Gritan ellas en coro; ríen y se codean.

ENTRE VAGOS DE CAFETÍN
(Divertimento amarillista)
No hablaban de otro tema.
Estaba sentado en la mesa vecina y, al descubrir entre ellos a un amigo, por curiosidad decidí quedarme hasta saber en qué paraba su cháchara.
-A la edad que tengo nada me sorprende, ni siquiera las críticas al trasplante que le practicaron a nuestro jefe. – Dijo uno de los contertulios.
-Los medios llevan años creando la realidad que les conviene a sus patrocinadores- aportó una segunda voz.

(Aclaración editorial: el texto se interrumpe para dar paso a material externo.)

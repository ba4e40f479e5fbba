//! Built-in functions
//!
//! Every function has the same signature and reports problems as error
//! values; none of them panic. The table is built once and never changes.

pub mod args;
pub mod conditional;
pub mod criteria;
pub mod date;
pub mod info;
pub mod logical;
pub mod math;
pub mod round;
pub mod statistical;
pub mod text;
pub mod web;

use ahash::AHashMap;
use once_cell::sync::Lazy;

use crate::config::EngineConfig;
use crate::value::FormulaValue;

/// Function implementation signature
pub type FunctionImpl = fn(&[FormulaValue], &FunctionContext) -> FormulaValue;

/// What a function may consult besides its arguments
#[derive(Debug, Clone, Copy)]
pub struct FunctionContext<'a> {
    config: &'a EngineConfig,
}

impl<'a> FunctionContext<'a> {
    pub fn new(config: &'a EngineConfig) -> Self {
        Self { config }
    }

    pub fn config(&self) -> &'a EngineConfig {
        self.config
    }
}

/// Function definition
pub struct FunctionDef {
    /// Function name (uppercase)
    pub name: &'static str,
    /// Minimum arguments
    pub min_args: usize,
    /// Maximum arguments (None = unlimited)
    pub max_args: Option<usize>,
    pub implementation: FunctionImpl,
    /// Recalculates on every pass
    pub volatile: bool,
}

/// Function table keyed by upper-case name
pub struct FunctionRegistry {
    functions: AHashMap<&'static str, FunctionDef>,
}

static REGISTRY: Lazy<FunctionRegistry> = Lazy::new(FunctionRegistry::new);

/// The shared built-in function table
pub fn registry() -> &'static FunctionRegistry {
    &REGISTRY
}

impl FunctionRegistry {
    fn new() -> Self {
        let mut registry = Self {
            functions: AHashMap::new(),
        };

        math::register(&mut registry);
        round::register(&mut registry);
        logical::register(&mut registry);
        info::register(&mut registry);
        text::register(&mut registry);
        date::register(&mut registry);
        web::register(&mut registry);
        conditional::register(&mut registry);
        statistical::register(&mut registry);

        registry
    }

    /// Look up a function by name (case-insensitive)
    pub fn get(&self, name: &str) -> Option<&FunctionDef> {
        match self.functions.get(name) {
            Some(def) => Some(def),
            None => self.functions.get(name.to_uppercase().as_str()),
        }
    }

    pub fn contains(&self, name: &str) -> bool {
        self.get(name).is_some()
    }

    /// Registered names in alphabetical order
    pub fn names(&self) -> Vec<&'static str> {
        let mut names: Vec<_> = self.functions.keys().copied().collect();
        names.sort_unstable();
        names
    }

    pub fn len(&self) -> usize {
        self.functions.len()
    }

    pub fn is_empty(&self) -> bool {
        self.functions.is_empty()
    }

    pub(crate) fn add(
        &mut self,
        name: &'static str,
        min_args: usize,
        max_args: Option<usize>,
        implementation: FunctionImpl,
    ) {
        self.register(FunctionDef {
            name,
            min_args,
            max_args,
            implementation,
            volatile: false,
        });
    }

    pub(crate) fn add_volatile(
        &mut self,
        name: &'static str,
        min_args: usize,
        max_args: Option<usize>,
        implementation: FunctionImpl,
    ) {
        self.register(FunctionDef {
            name,
            min_args,
            max_args,
            implementation,
            volatile: true,
        });
    }

    fn register(&mut self, def: FunctionDef) {
        self.functions.insert(def.name, def);
    }
}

-Nos convirtieron en una masa informe, nos masificaron y domesticaron-, agregó el escritor rebelde, quien mal vive de dirigir talleres literarios para recibir dádivas gubernamentales.
-Es inocente nuestro ilustrísimo representante- anuncio el cuarto hombre que a esa hora de la noche departía en este cafetín de mala suerte y peor clientela.
-Y les tengo un dato, los jueces declararon en su sabiduría, que la culpa de todo lo hecho por nuestro prohombre, no tiene relevancia y el peso de la justicia debe caer sobre las manos del ladrón- sentenció el más parlanchín vendedor de periódicos.
Con la curiosidad del chismoso, en casa, encendí la tele y el lector de noticias informó: “voceros de la fiscalía sentenciaron: el médico que realizó el trasplante de manos, es el culpable”.
En ese momento recordé al político a quien un accidente de tránsito dejó en condición lamentable: Perdió la mano derecha, y tuvo una lesión severa en la columna vertebral que hizo temer una invalidez permanente. Me pareció un comentario incompleto, porque según personas allegadas al político, el médico sólo tuvo que ver con la cirugía, y como en todas se corren riesgos…, para curarse en salud hacen firmar al paciente una autorización…
Al periodista de la tele le faltó decir que los mejores especialistas del mundo fueron traídos al país, pagados sus servicios profesionales con fondos públicos, y una vez finalizada la evaluación del estado general de salud, aconsejaron el trasplante.
Sólo faltaba la parte más difícil, un donante voluntario. La recompensa ofrecida, estimada en una suma millonaria, trajo como consecuencia la aparición, en sitios apartados, de cadáveres a quienes les amputaron ambas manos.
La familia y las autoridades tuvieron que echar atrás la oferta porque no especificaron si la derecha o izquierda, y sus asesores encontraron la solución final cuando lograron que el director de la morgue local donara la mano derecha de un hombre, de quien no dieron identificación ni mínimos detalles sobre el cómo cuándo y dónde lo mataron.
La cirugía fue un éxito. El prohombre volvió a su curul y a las andanzas hasta el día en que lo sorprendieron por enésima vez defraudando al erario, y sus acólitos tuvieron que pagar a los medios para acallar aquel escándalo.
Vinieron las consultas, la preparación de informes, los rápidos estudios y las sabias decisiones de los encargados de contratar pintores para limpiar su imagen en las vallas instaladas en valles, calles y caminos. Nada se dejó al azar, decían y, cuando contaron y celebraron en avances noticiosos y repetitivos su salida salomónica, apagué el televisor porque, además:
Difundían al público televidente la especie de que los malos manejos no se debían al político de reconocida carrera impoluta, sino a la mano trasplantada que, “hechas las exhaustivas investigaciones de rigor y en honor a la verdad, perteneció a un ladrón muerto en extraño ajuste de cuentas”.